We became looters and nomads, thrift bungalows like a rhino looking at ivory. Plucked a patchwork suit, salmon thrown from some river-scene, fabric in a basket. I was a changed man, with a change of clothes.

Combed my hair with a dried fish bone, something from the toons, but all I could imagine was 74 floors above;

glass eyeball doors on the Manhattan egg-side ran over easy when the breeze behooved like a dignitary. Mausoleum for our simple tastes, hanging gardens meant for rulers accustomed to cow-gods and polytheistic wonders on the stars. Planetarium or dinner guests who asked obvious rhetorics, like “what was ever-done with the bricks that danced off Babel?”

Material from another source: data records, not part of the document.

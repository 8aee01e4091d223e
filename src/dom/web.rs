//! A [`Dom`] over a browser document, through [`web_sys`].

use super::{Capabilities, Dom, Listener, Mutation, Namespace, NodeKey, NodeKind, ObserverCallback, Property, SVG_NAMESPACE};
use crate::rc_hash_map::RcHashMap;
use core::fmt::{self, Debug, Formatter};
use js_sys::{Array, Function, Reflect};
use std::{
	cell::{Cell, RefCell},
	rc::Rc,
};
use tracing::{trace, trace_span, warn};
use wasm_bindgen::{closure::Closure, JsCast, JsValue};
use web_sys::{CssStyleDeclaration, Document, Element, MutationObserver, MutationObserverInit, MutationRecord, Node, NodeList, Window};

/// Expando property holding a node's [`NodeKey`].
const KEY_PROPERTY: &str = "__wireDomKey";

struct WebShared {
	window: Window,
	document: Document,
	capabilities: Capabilities,
	next_key: Cell<u64>,
	/// One JavaScript closure per [`Listener`], counted per attachment.
	handlers: RefCell<RcHashMap<usize, u16, Closure<dyn Fn(web_sys::Event)>>>,
	/// Kept alive for as long as the host.
	observers: RefCell<Vec<(MutationObserver, Closure<dyn Fn(Array, MutationObserver)>)>>,
}

/// A cheap handle to a browser document. Clones share listener bookkeeping.
#[derive(Clone)]
pub struct WebDom(Rc<WebShared>);
impl Debug for WebDom {
	fn fmt(&self, f: &mut Formatter<'_>) -> fmt::Result {
		f.debug_struct("WebDom")
			.field("capabilities", &self.0.capabilities)
			.field("handlers", &self.0.handlers.borrow().len())
			.finish()
	}
}

impl WebDom {
	/// The global window's document, or [`None`] outside a browser main thread.
	#[must_use]
	pub fn new() -> Option<Self> {
		let window = web_sys::window()?;
		let document = window.document()?;
		Some(Self::for_document(window, document))
	}

	#[must_use]
	pub fn for_document(window: Window, document: Document) -> Self {
		let has = |target: &JsValue, name: &str| Reflect::has(target, &JsValue::from_str(name)).unwrap_or(false);
		let capabilities = Capabilities {
			range_deletion: has(document.as_ref(), "createRange"),
			mutation_observer: has(window.as_ref(), "MutationObserver"),
			inert_cloned_scripts: true,
		};
		trace!(?capabilities, "Probed browser capabilities.");
		Self(Rc::new(WebShared {
			window,
			document,
			capabilities,
			next_key: Cell::new(1),
			handlers: RefCell::default(),
			observers: RefCell::default(),
		}))
	}

	fn style(element: &Node) -> Result<CssStyleDeclaration, JsValue> {
		Reflect::get(element, &JsValue::from_str("style"))?.dyn_into::<CssStyleDeclaration>()
	}

	fn element(node: &Node) -> Result<&Element, JsValue> {
		node.dyn_ref::<Element>().ok_or_else(|| JsValue::from_str("expected an element"))
	}
}

fn node_list(list: &NodeList) -> Vec<Node> {
	(0..list.length()).filter_map(|index| list.get(index)).collect()
}

impl Dom for WebDom {
	type Node = Node;
	type Event = web_sys::Event;
	type Error = JsValue;

	fn capabilities(&self) -> Capabilities {
		self.0.capabilities
	}

	#[allow(clippy::cast_possible_truncation, clippy::cast_sign_loss, clippy::cast_precision_loss)]
	fn key(&self, node: &Node) -> NodeKey {
		let property = JsValue::from_str(KEY_PROPERTY);
		if let Some(key) = Reflect::get(node, &property).ok().and_then(|key| key.as_f64()) {
			return NodeKey(key as u64);
		}
		let key = self.0.next_key.get();
		self.0.next_key.set(key + 1);
		if Reflect::set(node, &property, &JsValue::from_f64(key as f64)).is_err() {
			warn!("Failed to store node key on {:?}.", node)
		}
		NodeKey(key)
	}

	fn kind(&self, node: &Node) -> NodeKind {
		match node.node_type() {
			Node::ELEMENT_NODE => NodeKind::Element,
			Node::TEXT_NODE | Node::CDATA_SECTION_NODE => NodeKind::Text,
			Node::DOCUMENT_NODE => NodeKind::Document,
			Node::DOCUMENT_FRAGMENT_NODE => NodeKind::Fragment,
			_ => NodeKind::Comment,
		}
	}

	fn namespace(&self, node: &Node) -> Option<Namespace> {
		let element = node.dyn_ref::<Element>()?;
		Some(match element.namespace_uri() {
			Some(uri) if uri == SVG_NAMESPACE => Namespace::Svg,
			_ => Namespace::Html,
		})
	}

	fn name(&self, node: &Node) -> Option<String> {
		node.dyn_ref::<Element>().map(Element::local_name)
	}

	fn document(&self) -> Node {
		self.0.document.clone().into()
	}

	fn create_element(&self, namespace: Namespace, name: &str) -> Result<Node, JsValue> {
		self.0.document.create_element_ns(Some(namespace.uri()), name).map(Into::into)
	}

	fn create_text(&self, data: &str) -> Node {
		self.0.document.create_text_node(data).into()
	}

	fn create_comment(&self, data: &str) -> Node {
		self.0.document.create_comment(data).into()
	}

	fn create_fragment(&self) -> Node {
		self.0.document.create_document_fragment().into()
	}

	fn clone_node(&self, node: &Node, deep: bool) -> Result<Node, JsValue> {
		node.clone_node_with_deep(deep)
	}

	fn parent(&self, node: &Node) -> Option<Node> {
		node.parent_node()
	}

	fn first_child(&self, node: &Node) -> Option<Node> {
		node.first_child()
	}

	fn last_child(&self, node: &Node) -> Option<Node> {
		node.last_child()
	}

	fn next_sibling(&self, node: &Node) -> Option<Node> {
		node.next_sibling()
	}

	fn previous_sibling(&self, node: &Node) -> Option<Node> {
		node.previous_sibling()
	}

	fn child_nodes(&self, node: &Node) -> Vec<Node> {
		node_list(&node.child_nodes())
	}

	#[allow(clippy::cast_possible_truncation)]
	fn child_at(&self, node: &Node, index: usize) -> Option<Node> {
		node.child_nodes().get(index as u32)
	}

	fn insert_before(&self, parent: &Node, node: &Node, reference: Option<&Node>) -> Result<(), JsValue> {
		parent.insert_before(node, reference).map(drop)
	}

	fn remove_child(&self, parent: &Node, node: &Node) -> Result<(), JsValue> {
		parent.remove_child(node).map(drop)
	}

	fn delete_range(&self, first: &Node, last: &Node) -> Result<(), JsValue> {
		let range = self.0.document.create_range()?;
		range.set_start_before(first)?;
		range.set_end_after(last)?;
		range.delete_contents()
	}

	fn text_content(&self, node: &Node) -> String {
		node.text_content().unwrap_or_default()
	}

	fn set_text_content(&self, node: &Node, text: &str) {
		node.set_text_content(Some(text))
	}

	fn attribute(&self, element: &Node, name: &str) -> Option<String> {
		element.dyn_ref::<Element>()?.get_attribute(name)
	}

	fn attribute_names(&self, element: &Node) -> Vec<String> {
		match element.dyn_ref::<Element>() {
			Some(element) => element.get_attribute_names().iter().filter_map(|name| name.as_string()).collect(),
			None => Vec::new(),
		}
	}

	fn set_attribute(&self, element: &Node, name: &str, value: &str) -> Result<(), JsValue> {
		Self::element(element)?.set_attribute(name, value)
	}

	fn remove_attribute(&self, element: &Node, name: &str) -> Result<(), JsValue> {
		Self::element(element)?.remove_attribute(name)
	}

	/// The `in` operator: own and inherited properties count.
	fn has_property(&self, element: &Node, name: &str) -> bool {
		Reflect::has(element, &JsValue::from_str(name)).unwrap_or(false)
	}

	fn set_property(&self, element: &Node, name: &str, value: &Property) -> Result<(), JsValue> {
		let value = match value {
			Property::Null => JsValue::NULL,
			Property::Str(string) => JsValue::from_str(string),
			Property::Number(number) => JsValue::from_f64(*number),
			Property::Bool(boolean) => JsValue::from_bool(*boolean),
		};
		Reflect::set(element, &JsValue::from_str(name), &value).map(drop)
	}

	fn set_style(&self, element: &Node, name: &str, value: Option<&str>) -> Result<(), JsValue> {
		let style = Self::style(element)?;
		match value {
			Some(value) => style.set_property(name, value),
			None => style.remove_property(name).map(drop),
		}
	}

	fn set_style_text(&self, element: &Node, css: &str) -> Result<(), JsValue> {
		Self::style(element)?.set_css_text(css);
		Ok(())
	}

	fn add_event_listener(&self, node: &Node, event_type: &str, listener: &Listener<web_sys::Event>) -> Result<(), JsValue> {
		let mut handlers = self.0.handlers.borrow_mut();
		let closure = handlers
			.acquire_with(listener.address(), || {
				let listener = listener.clone();
				Closure::wrap(Box::new(move |event: web_sys::Event| {
					let span = trace_span!("listener", event_type = %event.type_());
					let _enter = span.enter();
					listener.call(&event)
				}) as Box<dyn Fn(web_sys::Event)>)
			})
			.map_err(|error| JsValue::from_str(&error.to_string()))?;
		node.add_event_listener_with_callback(event_type, closure.as_ref().unchecked_ref::<Function>())
	}

	fn remove_event_listener(&self, node: &Node, event_type: &str, listener: &Listener<web_sys::Event>) -> Result<(), JsValue> {
		let mut handlers = self.0.handlers.borrow_mut();
		if let Some(closure) = handlers.get(&listener.address()) {
			node.remove_event_listener_with_callback(event_type, closure.as_ref().unchecked_ref::<Function>())?;
		}
		handlers.release(&listener.address()).map_err(|error| JsValue::from_str(&error.to_string()))?;
		let freed = handlers.drain_weak().count();
		if freed > 0 {
			trace!("Freed {} event listener closure(s).", freed);
		}
		Ok(())
	}

	fn dispatch_event(&self, node: &Node, event_type: &str) -> Result<(), JsValue> {
		let event = web_sys::Event::new(event_type)?;
		node.dispatch_event(&event).map(drop)
	}

	fn is_connected(&self, node: &Node) -> bool {
		node.is_connected()
	}

	fn observe(&self, callback: ObserverCallback<Node>) -> Result<(), JsValue> {
		let closure = Closure::wrap(Box::new(move |records: Array, _: MutationObserver| {
			let mutations = records
				.iter()
				.filter_map(|record| record.dyn_into::<MutationRecord>().ok())
				.map(|record| Mutation {
					added: node_list(&record.added_nodes()),
					removed: node_list(&record.removed_nodes()),
				})
				.collect();
			callback(mutations)
		}) as Box<dyn Fn(Array, MutationObserver)>);

		let observer = MutationObserver::new(closure.as_ref().unchecked_ref::<Function>())?;
		let init = MutationObserverInit::new();
		init.set_child_list(true);
		init.set_subtree(true);
		observer.observe_with_options(&self.0.document, &init)?;
		trace!("Observing document mutations.");
		self.0.observers.borrow_mut().push((observer, closure));
		Ok(())
	}

	fn queue_microtask(&self, task: Box<dyn FnOnce()>) {
		let task = Closure::once_into_js(move || task());
		self.0.window.queue_microtask(task.unchecked_ref::<Function>())
	}
}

So, we boarded the steam, elevator, John Doe and his Doe-eyed wife,

stepped onto the phoenix-nest balcony, jaws, plummeting 74 floors. Sultans, Tsars, Rich-men with monocles…they could not afford this.

The act of purchase the size of Louisiana–doubled over.

Copy/paste…a couple states lifted from their present state and presented stately–to the hand-or-wagon lot of hobos,

the poor date and I, on the upper East-side.

“Yes, we are millionaires.” I choked like Tarzan pointing at Jane. Yes we are millionaires, just a loan or two away.